The method 1 further comprises a step 102 involving measuring a parameter C indicative of capacitance of the overlap, i.e. the capacitance of the capacitance system formed of the first and second conductive portions defining the overlap. Furthermore, the method 1 comprises a step 103 involving determining the position, i.e. the relative position between the moveable member and the stationary member, based on the measured parameter C. For example, the position is determined by comparing the parameter C with known values for different actuator positions. The position may also be determined by calculating a position value defined by e.g.
geometrical and material properties of the capacitance system, such as area of overlap, capacitance properties of neighboring actuator elements giving rise to stray capacitances influencing the capacitance properties of the capacitance system, and dielectric properties of the gap material between the first and second conducting portions and other structural actuator elements neighboring the first and second conductive portions.
In Fig. 2 a schematic cross-sectional view of an exemplifying embodiment of an electro-mechanical (EM) linear actuator 1 according to the present invention, is shown.

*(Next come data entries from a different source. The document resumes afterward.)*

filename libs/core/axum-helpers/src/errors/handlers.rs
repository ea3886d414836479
use axum::{http::StatusCode, response::Response};

use super::{ErrorCode, error_response};

/// Router fallback for unknown paths.
pub async fn not_found() -> Response {
    error_response(
        StatusCode::NOT_FOUND,
        "The requested resource was not found",
        ErrorCode::NotFound,
    )
}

The electro-mechanical linear actuator 1 , hereafter also referred to as only the actuator 1 , comprises a stationary member 3 having a tubular shape, a screw unit 4b connected to an electric motor 50 for rotating the screw unit 4b, and a moveable member 2 having a tubular shape, which moveable member is attached to a nut unit 4a being screwed to the lead screw unit 4b. The lead screw unit 4b and nut unit 4a form a combined screw and nut unit 4 arranged to cooperate such that the moveable member 2 and nut unit 4a move linearly in a linear direction L by rotation of the screw unit 4b. The movement is in the positive or negative linear direction L depending on the rotational direction of the screw unit 4b, wherein a movement in the positive linear direction L corresponds to an extension of the actuator 1 and a movement in the negative linear direction L corresponds to a retraction of the actuator 1 .

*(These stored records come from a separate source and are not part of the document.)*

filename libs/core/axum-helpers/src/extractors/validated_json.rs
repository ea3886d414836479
//! JSON extractor with automatic validation using the validator crate.

use crate::errors::AppError;
use axum::extract::{FromRequest, Json, Request};
use serde::de::DeserializeOwned;
use validator::Validate;

/// JSON extractor with automatic validation.
///
/// Deserialization failures surface as [`AppError::JsonExtractorRejection`],
/// rule violations as [`AppError::ValidationError`] with per-field details.
///
/// ```ignore
/// #[derive(Deserialize, Validate)]
/// struct NewCategory {
///     #[validate(length(min = 1, max = 50))]
///     name: String,
/// }
///
/// async fn create(ValidatedJson(payload): ValidatedJson<NewCategory>) -> String {
///     payload.name
/// }
/// ```
pub struct ValidatedJson<T>(pub T);

impl<T, S> FromRequest<S> for ValidatedJson<T>
where
    T: DeserializeOwned + Validate,
    S: Send + Sync,
{
    type Rejection = AppError;

    async fn from_request(req: Request, state: &S) -> Result<Self, Self::Rejection> {
        let Json(data) = Json::<T>::from_request(req, state).await?;
        data.validate()?;
        Ok(ValidatedJson(data))
    }
}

The actuator 1 further comprises a measuring unit 20 electrically coupled to a first conductive portion 2a of the moveable member 2 via a first electrical conductor 21 , and electrically coupled to a second conductive portion 3a of the stationary member 3 via a second electrical conductor 22. The measuring unit 20 is arranged to measure a parameter C indicative of the capacitance of the capacitance system formed by the first and second conductive portions 2a and 3a, and to determine the relative position D of the moveable member 2 in relation to the stationary member 3 based on the parameter C. In other words, the position of the actuator 1 is determined based on the overlap 10 between the moveable member 2 and the stationary member 3, which overlap 10 defines the active areas of the first and second conductive portions 2a and 3a forming the capacitance system for which the parameter C is measured. By actuating actuator 1 , the overlap 10 will increase or decrease thereby changing the capacitance of the system, allowing for a determination of the position of the actuator based on capacitance measurement. The extension of the first conductive portion 2a of the moveable member 2 in the linear direction is indicated by 10a. The extension of the second conductive portion 3a of the stationary member 3 in the linear direction is indicated by 10b. However, the full length of the tubular body of the moveable and stationary members 2 and 3 may form part of the first and second conductive portions 2a and 3a, respectively.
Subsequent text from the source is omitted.